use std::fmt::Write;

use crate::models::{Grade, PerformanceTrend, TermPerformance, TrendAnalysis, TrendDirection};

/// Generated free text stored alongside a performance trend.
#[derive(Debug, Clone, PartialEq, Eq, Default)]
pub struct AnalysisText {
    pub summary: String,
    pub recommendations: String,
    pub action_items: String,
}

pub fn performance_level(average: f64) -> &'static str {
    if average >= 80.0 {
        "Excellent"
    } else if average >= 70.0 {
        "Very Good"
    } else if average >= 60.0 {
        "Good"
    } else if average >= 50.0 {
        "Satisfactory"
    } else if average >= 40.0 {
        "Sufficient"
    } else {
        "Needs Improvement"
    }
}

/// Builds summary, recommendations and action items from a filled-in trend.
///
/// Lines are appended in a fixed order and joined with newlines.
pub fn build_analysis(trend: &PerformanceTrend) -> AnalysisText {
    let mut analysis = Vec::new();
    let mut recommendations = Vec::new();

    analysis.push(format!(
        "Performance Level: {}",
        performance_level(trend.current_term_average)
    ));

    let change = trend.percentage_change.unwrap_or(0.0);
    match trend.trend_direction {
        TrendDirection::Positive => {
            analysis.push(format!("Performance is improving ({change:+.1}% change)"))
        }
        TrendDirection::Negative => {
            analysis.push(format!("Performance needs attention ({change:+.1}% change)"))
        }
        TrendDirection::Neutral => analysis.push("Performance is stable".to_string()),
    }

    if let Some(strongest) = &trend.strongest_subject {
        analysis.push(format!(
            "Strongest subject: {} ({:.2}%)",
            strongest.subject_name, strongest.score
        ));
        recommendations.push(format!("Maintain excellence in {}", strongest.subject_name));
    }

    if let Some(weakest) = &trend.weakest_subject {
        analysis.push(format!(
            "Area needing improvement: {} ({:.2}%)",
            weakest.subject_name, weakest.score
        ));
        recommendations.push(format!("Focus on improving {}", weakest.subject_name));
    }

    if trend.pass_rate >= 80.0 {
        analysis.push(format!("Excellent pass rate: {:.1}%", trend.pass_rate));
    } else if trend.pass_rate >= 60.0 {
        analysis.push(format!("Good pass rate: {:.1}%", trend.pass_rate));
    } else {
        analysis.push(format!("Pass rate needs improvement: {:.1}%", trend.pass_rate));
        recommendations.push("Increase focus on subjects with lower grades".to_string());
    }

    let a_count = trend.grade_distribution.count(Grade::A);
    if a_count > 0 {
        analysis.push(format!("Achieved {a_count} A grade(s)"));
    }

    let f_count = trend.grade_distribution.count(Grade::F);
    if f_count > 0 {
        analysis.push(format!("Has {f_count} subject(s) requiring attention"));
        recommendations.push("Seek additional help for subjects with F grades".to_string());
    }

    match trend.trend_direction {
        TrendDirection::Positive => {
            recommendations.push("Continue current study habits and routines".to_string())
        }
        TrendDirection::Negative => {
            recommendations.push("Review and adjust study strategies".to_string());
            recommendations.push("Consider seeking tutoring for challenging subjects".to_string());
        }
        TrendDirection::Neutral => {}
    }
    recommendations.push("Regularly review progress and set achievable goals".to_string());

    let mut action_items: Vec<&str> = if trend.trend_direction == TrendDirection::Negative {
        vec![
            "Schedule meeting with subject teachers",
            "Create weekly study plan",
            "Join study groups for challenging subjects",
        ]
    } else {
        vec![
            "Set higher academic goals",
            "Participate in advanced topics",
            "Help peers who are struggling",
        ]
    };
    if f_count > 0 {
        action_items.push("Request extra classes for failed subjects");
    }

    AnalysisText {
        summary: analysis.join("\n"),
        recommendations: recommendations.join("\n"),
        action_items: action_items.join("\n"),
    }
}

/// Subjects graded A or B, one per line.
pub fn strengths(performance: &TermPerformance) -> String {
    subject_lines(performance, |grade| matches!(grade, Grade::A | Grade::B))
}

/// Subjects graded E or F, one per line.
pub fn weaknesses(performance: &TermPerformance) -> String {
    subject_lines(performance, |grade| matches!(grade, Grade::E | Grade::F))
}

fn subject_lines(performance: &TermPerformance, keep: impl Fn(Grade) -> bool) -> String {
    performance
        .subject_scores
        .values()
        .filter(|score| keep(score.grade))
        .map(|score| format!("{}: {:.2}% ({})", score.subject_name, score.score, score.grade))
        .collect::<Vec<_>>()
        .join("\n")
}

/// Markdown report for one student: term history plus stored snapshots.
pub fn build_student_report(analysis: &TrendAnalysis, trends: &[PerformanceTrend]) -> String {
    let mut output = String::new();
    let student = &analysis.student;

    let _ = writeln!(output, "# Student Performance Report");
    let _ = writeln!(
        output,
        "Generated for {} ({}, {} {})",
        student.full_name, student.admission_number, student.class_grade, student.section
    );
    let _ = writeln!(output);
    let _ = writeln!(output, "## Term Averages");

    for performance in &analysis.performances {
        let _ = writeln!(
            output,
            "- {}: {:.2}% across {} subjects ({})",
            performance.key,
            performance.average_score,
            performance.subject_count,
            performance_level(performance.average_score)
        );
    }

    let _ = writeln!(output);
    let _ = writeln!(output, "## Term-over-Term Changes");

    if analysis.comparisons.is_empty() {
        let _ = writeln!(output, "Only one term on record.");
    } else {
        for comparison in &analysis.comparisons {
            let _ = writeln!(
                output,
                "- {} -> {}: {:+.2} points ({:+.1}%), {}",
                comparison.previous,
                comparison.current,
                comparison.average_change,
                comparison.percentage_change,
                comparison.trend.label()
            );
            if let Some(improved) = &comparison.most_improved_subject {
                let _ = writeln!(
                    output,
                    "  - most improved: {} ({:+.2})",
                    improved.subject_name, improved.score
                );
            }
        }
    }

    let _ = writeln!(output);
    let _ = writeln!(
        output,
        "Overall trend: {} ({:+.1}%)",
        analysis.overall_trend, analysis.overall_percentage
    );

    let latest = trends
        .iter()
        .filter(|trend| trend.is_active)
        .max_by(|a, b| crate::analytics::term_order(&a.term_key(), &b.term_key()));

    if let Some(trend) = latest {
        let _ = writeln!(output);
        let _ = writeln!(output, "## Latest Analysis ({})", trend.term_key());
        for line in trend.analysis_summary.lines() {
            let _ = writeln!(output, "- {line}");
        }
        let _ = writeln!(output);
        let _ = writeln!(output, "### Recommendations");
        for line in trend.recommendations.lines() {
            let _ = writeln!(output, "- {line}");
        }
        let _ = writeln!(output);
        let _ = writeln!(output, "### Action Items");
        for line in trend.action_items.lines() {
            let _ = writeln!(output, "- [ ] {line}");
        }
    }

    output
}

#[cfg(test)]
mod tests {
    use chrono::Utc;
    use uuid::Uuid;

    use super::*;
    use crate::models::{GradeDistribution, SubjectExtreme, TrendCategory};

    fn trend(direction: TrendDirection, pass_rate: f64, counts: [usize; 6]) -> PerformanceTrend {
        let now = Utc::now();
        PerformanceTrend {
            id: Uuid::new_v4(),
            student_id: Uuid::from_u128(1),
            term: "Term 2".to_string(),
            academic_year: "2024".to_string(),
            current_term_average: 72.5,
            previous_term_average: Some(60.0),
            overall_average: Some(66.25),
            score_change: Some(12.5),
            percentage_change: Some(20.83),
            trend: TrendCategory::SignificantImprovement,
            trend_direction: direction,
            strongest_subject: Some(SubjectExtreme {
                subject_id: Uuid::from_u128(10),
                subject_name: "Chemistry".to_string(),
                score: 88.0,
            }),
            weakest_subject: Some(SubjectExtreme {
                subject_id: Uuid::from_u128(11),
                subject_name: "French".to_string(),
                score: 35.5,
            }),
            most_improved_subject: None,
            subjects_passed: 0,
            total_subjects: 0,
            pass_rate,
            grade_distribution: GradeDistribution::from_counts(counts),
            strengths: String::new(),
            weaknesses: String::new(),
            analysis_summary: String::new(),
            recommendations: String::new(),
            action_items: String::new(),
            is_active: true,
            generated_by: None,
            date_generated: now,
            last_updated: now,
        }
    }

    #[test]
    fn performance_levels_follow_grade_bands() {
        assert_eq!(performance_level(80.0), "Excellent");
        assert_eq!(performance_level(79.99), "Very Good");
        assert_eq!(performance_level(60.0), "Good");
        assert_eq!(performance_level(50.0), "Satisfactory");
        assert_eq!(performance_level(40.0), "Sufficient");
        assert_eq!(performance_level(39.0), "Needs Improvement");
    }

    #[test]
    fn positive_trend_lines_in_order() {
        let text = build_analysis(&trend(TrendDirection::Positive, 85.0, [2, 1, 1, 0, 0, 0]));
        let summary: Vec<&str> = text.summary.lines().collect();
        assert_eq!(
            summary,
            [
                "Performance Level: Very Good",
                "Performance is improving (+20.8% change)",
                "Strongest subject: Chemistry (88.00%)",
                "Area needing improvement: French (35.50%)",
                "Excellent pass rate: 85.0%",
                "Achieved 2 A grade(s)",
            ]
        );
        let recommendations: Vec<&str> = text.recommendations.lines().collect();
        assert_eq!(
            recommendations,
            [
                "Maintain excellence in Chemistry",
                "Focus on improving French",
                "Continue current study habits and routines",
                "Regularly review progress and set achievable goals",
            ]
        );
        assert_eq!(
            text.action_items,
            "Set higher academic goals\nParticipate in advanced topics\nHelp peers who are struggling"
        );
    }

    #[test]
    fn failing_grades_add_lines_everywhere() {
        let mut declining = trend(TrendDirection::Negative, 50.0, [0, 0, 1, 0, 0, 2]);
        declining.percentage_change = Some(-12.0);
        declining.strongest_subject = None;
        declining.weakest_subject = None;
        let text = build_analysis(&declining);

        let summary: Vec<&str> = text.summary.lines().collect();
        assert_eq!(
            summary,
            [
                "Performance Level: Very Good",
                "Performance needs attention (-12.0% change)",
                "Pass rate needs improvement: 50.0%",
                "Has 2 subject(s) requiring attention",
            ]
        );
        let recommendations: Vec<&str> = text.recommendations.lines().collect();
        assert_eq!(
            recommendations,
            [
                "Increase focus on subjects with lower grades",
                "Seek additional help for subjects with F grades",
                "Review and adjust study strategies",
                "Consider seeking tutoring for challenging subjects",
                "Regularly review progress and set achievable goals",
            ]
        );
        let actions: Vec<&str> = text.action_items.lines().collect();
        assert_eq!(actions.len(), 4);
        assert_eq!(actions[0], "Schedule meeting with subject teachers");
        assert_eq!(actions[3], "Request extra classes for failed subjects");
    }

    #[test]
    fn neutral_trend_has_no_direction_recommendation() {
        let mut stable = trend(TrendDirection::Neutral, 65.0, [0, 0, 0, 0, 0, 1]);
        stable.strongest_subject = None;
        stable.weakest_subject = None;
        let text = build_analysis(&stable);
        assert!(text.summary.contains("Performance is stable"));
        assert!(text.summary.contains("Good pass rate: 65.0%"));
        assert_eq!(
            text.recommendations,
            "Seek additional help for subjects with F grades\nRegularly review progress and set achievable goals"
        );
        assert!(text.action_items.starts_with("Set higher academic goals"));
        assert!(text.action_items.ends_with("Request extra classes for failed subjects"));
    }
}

============

*What is needed:* From the first line of the listing above through the line that contains "pub struct AnalysisText", set down each line without alteration, and nothing else.

*The completed task:*
use std::fmt::Write;

use crate::models::{Grade, PerformanceTrend, TermPerformance, TrendAnalysis, TrendDirection};

/// Generated free text stored alongside a performance trend.
#[derive(Debug, Clone, PartialEq, Eq, Default)]
pub struct AnalysisText {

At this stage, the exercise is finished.